To The Daily Sun,
In little more than a decade, and through two bailouts, the federal government will have provided over $3 trillion to businesses, households, not-for-profits, and state and local governments via debt, grants, financial market liquidity, and other benefits. In each bailout, urgency short cut any longer-term considerations. “Show me the money” was the order of the day. And in those conditions, speed was critical.
In the years between those crises, we went back to normal, minimizing future risks, failing to build savings and financial reserves, spending on consumption, stock buybacks, and executive bonuses. So when coronavirus 19 came ashore we were/are ill-prepared and in urgent need of that second bailout/fiscal stimulus package.

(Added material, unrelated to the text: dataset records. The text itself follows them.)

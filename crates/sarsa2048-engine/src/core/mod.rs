//! Core data structures: the 4×4 board, move directions, and the state codec.
//!
//! - [`Board`] - Tile grid with slide/merge/spawn rules and terminal classification
//! - [`Direction`] - The four cardinal moves
//! - [`StateId`] - Base-11 integer identifier of a board (see [`encode`] / [`decode`])

pub use self::{board::*, codec::*, direction::*};

pub(crate) mod board;
pub(crate) mod codec;
pub(crate) mod direction;
//! Statistical utilities for training diagnostics and benchmark summaries.
//!
//! - [`descriptive`]: Mean, median, variance, standard deviation, min/max of a dataset
//! - [`tally`]: Occurrence counts of discrete values (e.g. highest tile per game)
//! - [`moving_average`]: Mean over the most recent `N` observations
//!
//! # Examples
//!
//! ## Computing descriptive statistics
//!
//! ```
//! use sarsa2048_stats::descriptive::DescriptiveStats;
//!
//! let values = [1.0, 2.0, 3.0, 4.0, 5.0];
//! let stats = DescriptiveStats::new(values).unwrap();
//! assert_eq!(stats.mean, 3.0);
//! ```
//!
//! ## Counting highest tiles
//!
//! ```
//! use sarsa2048_stats::tally::Tally;
//!
//! let tally = Tally::from_values([256, 512, 256, 1024]);
//! assert_eq!(tally.count(&256), 2);
//! ```
//!
//! ## Tracking recent episode lengths
//!
//! ```
//! use sarsa2048_stats::moving_average::MovingAverage;
//!
//! let mut avg = MovingAverage::new(2);
//! avg.push(10.0);
//! avg.push(20.0);
//! avg.push(30.0);
//! assert_eq!(avg.mean(), Some(25.0));
//! ```

pub mod descriptive;
pub mod moving_average;
pub mod tally;
use serde::{Deserialize, Serialize};

use crate::core::board::Board;

/// Game statistics tracking score, move count, and highest tile.
///
/// - **Score**: Sum of the values of all tiles created by merges
/// - **Moves**: Number of board-changing moves played
/// - **Highest tile**: Largest tile seen on the board so far
///
/// # Example
///
/// ```
/// use sarsa2048_engine::{Board, GameStats};
///
/// let mut stats = GameStats::new();
/// let board = Board::from_rows([[8, 2, 0, 0], [0; 4], [0; 4], [0; 4]]);
/// stats.record_move(8, &board);
///
/// assert_eq!(stats.score(), 8);
/// assert_eq!(stats.moves(), 1);
/// assert_eq!(stats.highest_tile(), 8);
/// ```
#[derive(Debug, Clone, Copy, PartialEq, Eq, Serialize, Deserialize)]
pub struct GameStats {
    score: u64,
    moves: usize,
    highest_tile: u32,
}

impl Default for GameStats {
    fn default() -> Self {
        Self::new()
    }
}

impl GameStats {
    /// Creates a new statistics tracker with all counters at zero.
    #[must_use]
    pub const fn new() -> Self {
        Self {
            score: 0,
            moves: 0,
            highest_tile: 0,
        }
    }

    /// Creates a tracker whose highest tile reflects a starting board.
    #[must_use]
    pub fn from_initial_board(board: &Board) -> Self {
        Self {
            highest_tile: board.max_tile(),
            ..Self::new()
        }
    }

    #[must_use]
    pub const fn score(&self) -> u64 {
        self.score
    }

    #[must_use]
    pub const fn moves(&self) -> usize {
        self.moves
    }

    #[must_use]
    pub const fn highest_tile(&self) -> u32 {
        self.highest_tile
    }

    /// Updates statistics after a board-changing move (including the spawned tile).
    pub fn record_move(&mut self, points: u32, board: &Board) {
        self.moves += 1;
        self.score += u64::from(points);
        self.highest_tile = self.highest_tile.max(board.max_tile());
    }
}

If the C-19 threat persists for any length of time, as seems likely, the current bailout will not be the last this year. So policymakers will an opportunity to take time and thoughtful deliberation to craft a next bailout that is both a stimulus package and a strategic investment in our future. It would be a tragedy to just repeat past practices. Let’s not let that next bailout be just another “show me the money” fiscal exercise. To that end, it should:
1. Provide appropriate fiscal stimulus,
2. Make investments that stimulate near-term economic activity and incomes and address long-term needs, e.g., badly needed investments in infrastructure, climate change resilience and amelioration, and high-speed internet access, and
3. Address the distribution of the bailout’s benefits and costs across the distribution of income, between capital and labor, and across generations.
Finally, business-as-usual and household financial management-as-usual aren’t working to prepare us for economic disruption. That we periodically, in fact regularly, endure negative surprises should come as no surprise at all. And yet we don’t act on that knowledge. Or perhaps we do because we have all been acting with the near-certain knowledge that the federal government will bail out households and businesses in times like these because the record has been that that is what the federal government does.
Effectively, our actions are creating an externality, as we spend at the expense of building financial reserves, putting the need for bailouts to the federal government and whoever pays for that. Policymakers need to begin to break that pattern. Households need to build stronger financial positions. And businesses need to build financial reserves, rather than pour cash into share repurchases and executive bonuses.
The next bailout round should soften economic distress, invest in the long term, and provide incentives that reshape our behavior. I don’t know the answers. But I do know that if, looking back in 2050 one observes a pattern of persistent, massive government bailouts to offset macroeconomic distress that our approach to bailouts will have been a failure.